Bien entendu les « boomers », âgés de 55 à 70 ans sont encore très actifs et plutôt connectés au digital, sans doute plus « au bureau » qu’à la maison, mais les chiffres sont ensuite très révélateurs d’une fracture numérique réelle qui correspond à tous ceux nés avant (et pendant) la 2ème guerre mondiale. Certes on comprend qu’ils ne sont ni sur Facebook ni habitués à consulter leur mails toutes les 2 minutes, bref qu’ils ne passent pas 2 heures sur leur smartphone (vu qu’ils n’en possèdent pas !). En quoi est-ce un problème pour la Silver Economie ?
C’est une question de ciblage semble nous dire Eric Sarazin. Daxon, marque initialement « senior » après « avoir tenté de rajeunir sa cible » se positionne désormais clairement sur les 65 / 75 ans, tandis que Balzamik l’autre marque de Movitex, cible les femmes de plus de 50 ans et leur vend des vêtements adaptés à leur « morphologie changeante » via un site e-commerce. Dans un article publié par Les Echos au début de l’année, on apprenait que Movitex a perdu la moitié de son CA en deux ans et que seule Balzamik, porteuse de croissance, maintient l’activité de l’ex filiale de Kering (PPR). Daxon, est encore une marque de VAD pour 80% de son business, se voulant simple et rassurante, et privilégiant le contact humain via un call center. Pour autant, la marque Daxon vient de lancer une série de vidéo pour donner des conseils mode à ses clientes (on se demande pourquoi les mannequins ont plutôt 25 ans que 65 mais être jeune dans sa tête ça doit être ça…).

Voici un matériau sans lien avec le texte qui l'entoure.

use chrono::{DateTime, Utc};
use log::{debug, info};
use std::collections::BTreeMap;

use crate::profile::{InventoryField, Item, ItemId};

/// A live object owned by a player: a tool in the backpack, an egg on a plot,
/// a slime roaming the ranch.
#[derive(Debug, Clone, PartialEq)]
pub struct WorldObject {
    pub item: Item,
    /// Set on objects recreated from a snapshot; removal is refused until it passes.
    pub preserved_until: Option<DateTime<Utc>>,
}

impl WorldObject {
    pub fn is_protected(&self, now: DateTime<Utc>) -> bool {
        self.preserved_until.is_some_and(|until| until > now)
    }
}

#[derive(Debug, Clone, Copy, Default, PartialEq, Eq)]
pub struct RemoveOptions {
    /// Remove even while the preservation marker is active.
    pub force: bool,
    /// Ask the scheduler to retry once the grace window has passed.
    pub retry_after_grace: bool,
}

#[derive(Debug, Clone, PartialEq)]
pub enum RemoveOutcome {
    Removed(Item),
    Deferred { until: DateTime<Utc> },
    Missing,
}

/// World objects of one player, grouped by the inventory field they persist into.
#[derive(Debug, Clone, Default)]
pub struct PlayerWorld {
    objects: BTreeMap<InventoryField, Vec<WorldObject>>,
}

impl PlayerWorld {
    pub fn new() -> Self {
        Self::default()
    }

    pub fn objects(&self, field: InventoryField) -> &[WorldObject] {
        self.objects
            .get(&field)
            .map(|objects| objects.as_slice())
            .unwrap_or(&[])
    }

    pub fn count(&self, field: InventoryField) -> usize {
        self.objects(field).len()
    }

    pub fn contains(&self, field: InventoryField, id: &ItemId) -> bool {
        self.objects(field).iter().any(|o| &o.item.id == id)
    }

    pub fn get(&self, field: InventoryField, id: &ItemId) -> Option<&Item> {
        self.objects(field)
            .iter()
            .find(|o| &o.item.id == id)
            .map(|o| &o.item)
    }

    pub fn get_mut(&mut self, field: InventoryField, id: &ItemId) -> Option<&mut Item> {
        self.objects
            .get_mut(&field)?
            .iter_mut()
            .find(|o| &o.item.id == id)
            .map(|o| &mut o.item)
    }

    /// Add an object. Returns false (and changes nothing) if the id is taken.
    pub fn spawn(&mut self, field: InventoryField, item: Item) -> bool {
        self.spawn_object(
            field,
            WorldObject {
                item,
                preserved_until: None,
            },
        )
    }

    pub fn spawn_preserved(
        &mut self,
        field: InventoryField,
        item: Item,
        until: DateTime<Utc>,
    ) -> bool {
        self.spawn_object(
            field,
            WorldObject {
                item,
                preserved_until: Some(until),
            },
        )
    }

    fn spawn_object(&mut self, field: InventoryField, object: WorldObject) -> bool {
        if self.contains(field, &object.item.id) {
            return false;
        }
        self.objects.entry(field).or_default().push(object);
        true
    }

    /// Replace the payload of an existing object or spawn a new one.
    pub fn upsert(&mut self, field: InventoryField, item: Item) {
        match self.get_mut(field, &item.id) {
            Some(existing) => *existing = item,
            None => {
                self.spawn(field, item);
            }
        }
    }

    /// Unconditional removal used by flows that consume an item.
    pub fn take(&mut self, field: InventoryField, id: &ItemId) -> Option<Item> {
        let objects = self.objects.get_mut(&field)?;
        let index = objects.iter().position(|o| &o.item.id == id)?;
        Some(objects.remove(index).item)
    }

    /// Remove unless the object is still inside its preservation window.
    pub fn safe_remove_or_defer(
        &mut self,
        field: InventoryField,
        id: &ItemId,
        reason: &str,
        opts: RemoveOptions,
        now: DateTime<Utc>,
    ) -> RemoveOutcome {
        let Some(object) = self.objects(field).iter().find(|o| &o.item.id == id) else {
            debug!("Remove of {} from {} ({}): not present", id, field, reason);
            return RemoveOutcome::Missing;
        };
        if !opts.force && object.is_protected(now) {
            let until = object.preserved_until.unwrap_or(now);
            info!(
                "Deferring removal of {} from {} ({}): protected until {}",
                id,
                field,
                reason,
                until.to_rfc3339()
            );
            return RemoveOutcome::Deferred { until };
        }
        match self.take(field, id) {
            Some(item) => {
                debug!("Removed {} from {} ({})", id, field, reason);
                RemoveOutcome::Removed(item)
            }
            None => RemoveOutcome::Missing,
        }
    }
}
//! Inventory synchronization layer.
//!
//! Live world objects ([`PlayerWorld`]) are turned into per-field item arrays
//! by registered [`FieldSerializer`] adapters. [`InventorySync`] keeps the
//! authoritative arrays, evaluates the shrink [`guard`] on every count change,
//! and projects each array into the read-only [`MirrorTree`].

pub mod guard;
pub mod mirror;
pub mod serializer;
pub mod sync;
pub mod world;

pub use guard::{FieldGuard, GuardConfig, GuardVerdict};
pub use mirror::{FieldFolder, MirrorEntry, MirrorTree, PlayerMirror, UpsertOutcome};
pub use serializer::{default_serializers, FieldSerializer, WorldFieldSerializer};
pub use sync::{merge_by_id, FieldChange, InventorySync, SerializeReport, SyncConfig};
pub use world::{PlayerWorld, RemoveOptions, RemoveOutcome, WorldObject};
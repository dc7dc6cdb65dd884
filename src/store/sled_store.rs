use std::path::{Path, PathBuf};

use sled::IVec;

use super::{KeyValueStore, StoreError, UpdateFn};

const TREE_PROFILES: &str = "slimevault_profiles";

/// Sled-backed profile store. Every write is flushed before returning so a
/// successful `set` survives a crash of the host process.
pub struct SledStore {
    _db: sled::Db,
    profiles: sled::Tree,
    path: PathBuf,
}

impl SledStore {
    /// Open (or create) the store rooted at `path`.
    pub fn open<P: AsRef<Path>>(path: P) -> Result<Self, StoreError> {
        let path_ref = path.as_ref();
        std::fs::create_dir_all(path_ref)?;
        let db = sled::open(path_ref)?;
        let profiles = db.open_tree(TREE_PROFILES)?;
        Ok(Self {
            _db: db,
            profiles,
            path: path_ref.to_path_buf(),
        })
    }

    pub fn path(&self) -> &Path {
        &self.path
    }

    fn to_vec(value: Option<IVec>) -> Option<Vec<u8>> {
        value.map(|bytes| bytes.to_vec())
    }
}

impl KeyValueStore for SledStore {
    fn get(&self, key: &str) -> Result<Option<Vec<u8>>, StoreError> {
        Ok(Self::to_vec(self.profiles.get(key.as_bytes())?))
    }

    fn set(&self, key: &str, value: &[u8]) -> Result<(), StoreError> {
        self.profiles.insert(key.as_bytes(), value)?;
        self.profiles.flush()?;
        Ok(())
    }

    fn update(&self, key: &str, f: &mut UpdateFn<'_>) -> Result<Option<Vec<u8>>, StoreError> {
        // sled may call the closure more than once under contention; the last
        // call's `old` is the value that was actually replaced.
        let mut previous: Option<Vec<u8>> = None;
        self.profiles.fetch_and_update(key.as_bytes(), |old| {
            previous = old.map(|bytes| bytes.to_vec());
            match f(old) {
                Some(next) => Some(next),
                None => old.map(|bytes| bytes.to_vec()),
            }
        })?;
        self.profiles.flush()?;
        Ok(previous)
    }

    fn list_keys(&self, prefix: &str) -> Result<Vec<String>, StoreError> {
        let mut keys = Vec::new();
        for entry in self.profiles.scan_prefix(prefix.as_bytes()) {
            let (key, _) = entry?;
            keys.push(String::from_utf8_lossy(&key).into_owned());
        }
        Ok(keys)
    }
}
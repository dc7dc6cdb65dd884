use chrono::{DateTime, Duration, Utc};
use std::sync::Mutex;

pub trait Clock: Send + Sync {
    fn now(&self) -> DateTime<Utc>;
}

/// Wall clock.
#[derive(Debug, Default, Clone, Copy)]
pub struct SystemClock;

impl Clock for SystemClock {
    fn now(&self) -> DateTime<Utc> {
        Utc::now()
    }
}

/// Clock that only moves when told to.
#[derive(Debug)]
pub struct ManualClock {
    now: Mutex<DateTime<Utc>>,
}

impl ManualClock {
    pub fn new(start: DateTime<Utc>) -> Self {
        Self {
            now: Mutex::new(start),
        }
    }

    pub fn advance(&self, by: Duration) -> DateTime<Utc> {
        let mut now = self.now.lock().unwrap_or_else(|p| p.into_inner());
        *now += by;
        *now
    }

    pub fn advance_secs(&self, secs: i64) -> DateTime<Utc> {
        self.advance(Duration::seconds(secs))
    }

    pub fn set(&self, at: DateTime<Utc>) {
        *self.now.lock().unwrap_or_else(|p| p.into_inner()) = at;
    }
}

impl Default for ManualClock {
    fn default() -> Self {
        Self::new(Utc::now())
    }
}

impl Clock for ManualClock {
    fn now(&self) -> DateTime<Utc> {
        *self.now.lock().unwrap_or_else(|p| p.into_inner())
    }
}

Elle est sympa Elisa. Elle a fait 423 vues en 15 jours !… et 29 abonnés à la chaine Youtube !…
Et chez Balzamik ? En réalité, les clientes sont beaucoup plus jeunes que prévu ! On a lancé la marque via des campagnes de publicité sur la TV mais aussi sur internet. « Aujourd’hui on a près d’un million d’adresses emails en base, ce qui nous permet d’être très actifs en marketing direct et de générer un trafic important (50 à 100 000 visites / jour) pour un panier moyen de 80 euros par commande« . Outre qu’il me parait curieux d’avoir ciblé des seniors via la télévision pour au final vendre sur internet, je me demande comment on a pu générer une telle base de contacts… La réponse est sur le site et s’ouvre dans un joli pop-up (interdit par mon navigateur) ! En les achetant 10 euros !… C’est ça la Silver Economie ?…
Quelle géniale inspiration chez nos marketers !.. Alors qui est la cible de ces messages ? C’est papi qui serait content d’échanger mamie pour ces charmantes jeunes femmes, non ?… D’un coté, 10 euros pour obtenir une adresse email, très probablement poubelle, et de l’autre 10 euros + la livraison gratuite pour une commande minimum de 49 euros sur le site ! Si je poursuis ma visite sur le site Daxon, je découvre une autre offre promotionnelle qui me promet cette fois, moins 30% + la livraison gratuite pour 69 euros d’achat !… Je ne sais pas si ma mère y comprendrait quoi que ce soit…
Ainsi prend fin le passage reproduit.